Saved entries:

━━━━━━━━━━━━━━━━━━━━━━━━━━━━━━

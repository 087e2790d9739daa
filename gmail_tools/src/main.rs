use std::path::PathBuf;
use std::sync::Arc;

use anyhow::{Context, Result};
use gmail_auth::{AuthConfig, CredentialResolver};
use gmail_tools::{GmailTool, MailGateway};
use rmcp::{transport::stdio, ServiceExt};
use tracing::{error, info};
use tracing_subscriber::EnvFilter;

fn log_dir() -> PathBuf {
    if let Some(dir) = std::env::var_os("LOG_DIR").filter(|d| !d.is_empty()) {
        return PathBuf::from(dir);
    }
    dirs::home_dir()
        .unwrap_or_else(|| PathBuf::from("."))
        .join(".gmail-mcp")
        .join("logs")
}

#[tokio::main]
async fn main() -> Result<()> {
    dotenvy::dotenv().ok();

    // stdout carries the MCP protocol, so logs go to a file.
    let log_dir = log_dir();
    let file_appender = tracing_appender::rolling::Builder::new()
        .rotation(tracing_appender::rolling::Rotation::NEVER)
        .filename_prefix("gmail-mcp")
        .filename_suffix("log")
        .build(&log_dir)
        .with_context(|| format!("failed to create log file in {}", log_dir.display()))?;
    let (non_blocking, _guard) = tracing_appender::non_blocking(file_appender);

    tracing_subscriber::fmt()
        .with_env_filter(
            EnvFilter::try_from_default_env()
                .unwrap_or_else(|_| EnvFilter::new("info,gmail_auth=debug,gmail_tools=debug")),
        )
        .with_writer(non_blocking)
        .with_ansi(false)
        .with_thread_ids(true)
        .with_file(true)
        .with_line_number(true)
        .with_target(true)
        .init();

    info!("Starting Gmail MCP server...");
    info!("Process ID: {}", std::process::id());

    let config = AuthConfig::from_env().context("invalid Gmail configuration")?;
    let resolver = Arc::new(CredentialResolver::new(config)?);
    let gateway = match MailGateway::connect(resolver).await {
        Ok(gateway) => gateway,
        Err(e) => {
            error!(error = %e, "credential resolution failed");
            return Err(e).context("failed to resolve Gmail credentials");
        }
    };

    let tool = GmailTool::new(Arc::new(gateway));
    info!("Initializing RMCP server with stdio transport...");
    let server = tool
        .serve(stdio())
        .await
        .context("failed to start MCP server")?;

    info!("Server is running, waiting for requests...");
    if let Err(e) = server.waiting().await {
        error!("Server encountered an error while running: {}", e);
    }

    info!("Gmail MCP server shutdown complete.");
    Ok(())
}
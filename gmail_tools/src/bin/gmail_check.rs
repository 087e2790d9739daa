//! Sanity check for a Gmail setup: client identity, credentials, and a
//! listing of the five most recent messages.

use std::sync::Arc;

use anyhow::{Context, Result};
use gmail_auth::client_identity::find_secrets_file;
use gmail_auth::{AuthConfig, ClientSecretsFile, CredentialResolver};
use gmail_tools::MailGateway;
use tracing::Level;
use tracing_subscriber::EnvFilter;

#[tokio::main]
async fn main() -> Result<()> {
    dotenvy::dotenv().ok();

    tracing_subscriber::fmt()
        .with_env_filter(EnvFilter::from_default_env().add_directive(Level::WARN.into()))
        .with_writer(std::io::stderr)
        .with_target(false)
        .init();

    let config = AuthConfig::from_env().context("invalid configuration")?;

    match find_secrets_file(&config) {
        Some(path) => {
            let kind = ClientSecretsFile::load(&path)
                .map(|file| file.kind())
                .unwrap_or("unreadable");
            println!("Client secrets file: {} ({})", path.display(), kind);
        }
        None if config.env_client.is_some() => {
            println!("Client identity: GOOGLE_CLIENT_ID/GOOGLE_CLIENT_SECRET");
        }
        None => println!(
            "No client secrets file in {} and no client identity in the environment",
            config.secrets_dir.display()
        ),
    }

    let resolver = Arc::new(CredentialResolver::new(config)?);
    let gateway = MailGateway::connect(resolver)
        .await
        .context("failed to resolve Gmail credentials")?;
    let credential = gateway.credential().await;
    println!("Credentials: {}", credential.source.as_str());

    let messages = gateway
        .list_messages(5, None)
        .await
        .context("failed to list messages")?;
    if messages.is_empty() {
        println!("No messages found.");
    }
    for message in messages {
        println!("{}  {}", message.id, message.subject);
    }
    Ok(())
}
#[tokio::test]
async fn recover_refreshes_a_rejected_credential() {
    let server = MockServer::start().await;
    let token_uri = format!("{}/token", server.uri());
    Mock::given(method("POST"))
        .and(path("/token"))
        .and(body_string_contains("grant_type=refresh_token"))
        .respond_with(ResponseTemplate::new(200).set_body_json(json!({
            "access_token": "recovered",
            "expires_in": 3599
        })))
        .expect(1)
        .mount(&server)
        .await;

    let dir = tempfile::tempdir().unwrap();
    let config = base_config(dir.path());
    write_token_file(&config, &token_uri, "revoked-but-unexpired", 3600);

    let resolver = CredentialResolver::new(config.clone()).unwrap();
    let rejected = resolver.resolve().await.unwrap();
    let recovered = resolver.recover(&rejected).await.unwrap();

    assert_eq!(recovered.token.as_deref(), Some("recovered"));
    assert_eq!(read_token_file(&config).token.as_deref(), Some("recovered"));
}

#[tokio::test]
async fn recover_never_escalates_an_environment_credential() {
    let server = MockServer::start().await;
    let token_uri = format!("{}/token", server.uri());
    Mock::given(method("POST"))
        .and(path("/token"))
        .and(body_string_contains("grant_type=refresh_token"))
        .respond_with(ResponseTemplate::new(400).set_body_json(json!({
            "error": "invalid_grant"
        })))
        .expect(1)
        .mount(&server)
        .await;

    let dir = tempfile::tempdir().unwrap();
    let mut config = base_config(dir.path());
    env_credentials(&mut config, &token_uri);
    write_client_secrets(dir.path(), &token_uri);

    let receiver = StubReceiver::new("4/unused");
    let resolver = CredentialResolver::new(config.clone())
        .unwrap()
        .with_receiver(receiver.clone());

    let rejected = resolver.resolve().await.unwrap();
    let err = resolver.recover(&rejected).await.unwrap_err();
    assert!(matches!(err, CredentialResolutionError::TokenEndpoint { status: 400, .. }));
    assert_eq!(receiver.calls(), 0);
    assert!(!config.token_path.exists());
}

/// A directory squatting on the temp path makes every save fail.
fn block_token_writes(config: &AuthConfig) {
    let tmp = config.token_path.with_file_name("token.json.tmp");
    fs::create_dir(&tmp).unwrap();
    fs::write(tmp.join("occupied"), "x").unwrap();
}

#[tokio::test]
async fn persistence_failure_after_file_refresh_is_reported() {
    let server = MockServer::start().await;
    let token_uri = format!("{}/token", server.uri());
    Mock::given(method("POST"))
        .and(path("/token"))
        .and(body_string_contains("grant_type=refresh_token"))
        .respond_with(ResponseTemplate::new(200).set_body_json(json!({
            "access_token": "fresh-access",
            "expires_in": 3599
        })))
        .expect(1)
        .mount(&server)
        .await;

    let dir = tempfile::tempdir().unwrap();
    let config = base_config(dir.path());
    write_client_secrets(dir.path(), &token_uri);
    write_token_file(&config, &token_uri, "stale-access", -600);
    block_token_writes(&config);

    let receiver = StubReceiver::new("4/unused");
    let resolver = CredentialResolver::new(config.clone())
        .unwrap()
        .with_receiver(receiver.clone());

    let err = resolver.resolve().await.unwrap_err();
    assert!(matches!(err, CredentialResolutionError::Persistence { .. }));
    assert_eq!(receiver.calls(), 0);
    assert_eq!(read_token_file(&config).token.as_deref(), Some("stale-access"));
}

#[tokio::test]
async fn recover_reports_persistence_failure() {
    let server = MockServer::start().await;
    let token_uri = format!("{}/token", server.uri());
    Mock::given(method("POST"))
        .and(path("/token"))
        .and(body_string_contains("grant_type=refresh_token"))
        .respond_with(ResponseTemplate::new(200).set_body_json(json!({
            "access_token": "recovered",
            "expires_in": 3599
        })))
        .expect(1)
        .mount(&server)
        .await;

    let dir = tempfile::tempdir().unwrap();
    let config = base_config(dir.path());
    write_client_secrets(dir.path(), &token_uri);
    write_token_file(&config, &token_uri, "revoked-but-unexpired", 3600);

    let receiver = StubReceiver::new("4/unused");
    let resolver = CredentialResolver::new(config.clone())
        .unwrap()
        .with_receiver(receiver.clone());
    let rejected = resolver.resolve().await.unwrap();
    block_token_writes(&config);

    let err = resolver.recover(&rejected).await.unwrap_err();
    assert!(matches!(err, CredentialResolutionError::Persistence { .. }));
    assert_eq!(receiver.calls(), 0);
}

━━━━━━━━━━━━━━━━━━━━━━━━━━━━━━

■ Task statement: Beginning at the line above that contains "RMCP server with", return each line exactly through the line that contains "filename gmail_tools/src/bin/gmail_check.rs", and no others.

■ Completed exercise:
    info!("Initializing RMCP server with stdio transport...");
    let server = tool
        .serve(stdio())
        .await
        .context("failed to start MCP server")?;

    info!("Server is running, waiting for requests...");
    if let Err(e) = server.waiting().await {
        error!("Server encountered an error while running: {}", e);
    }

    info!("Gmail MCP server shutdown complete.");
    Ok(())
}
filename gmail_tools/src/bin/gmail_check.rs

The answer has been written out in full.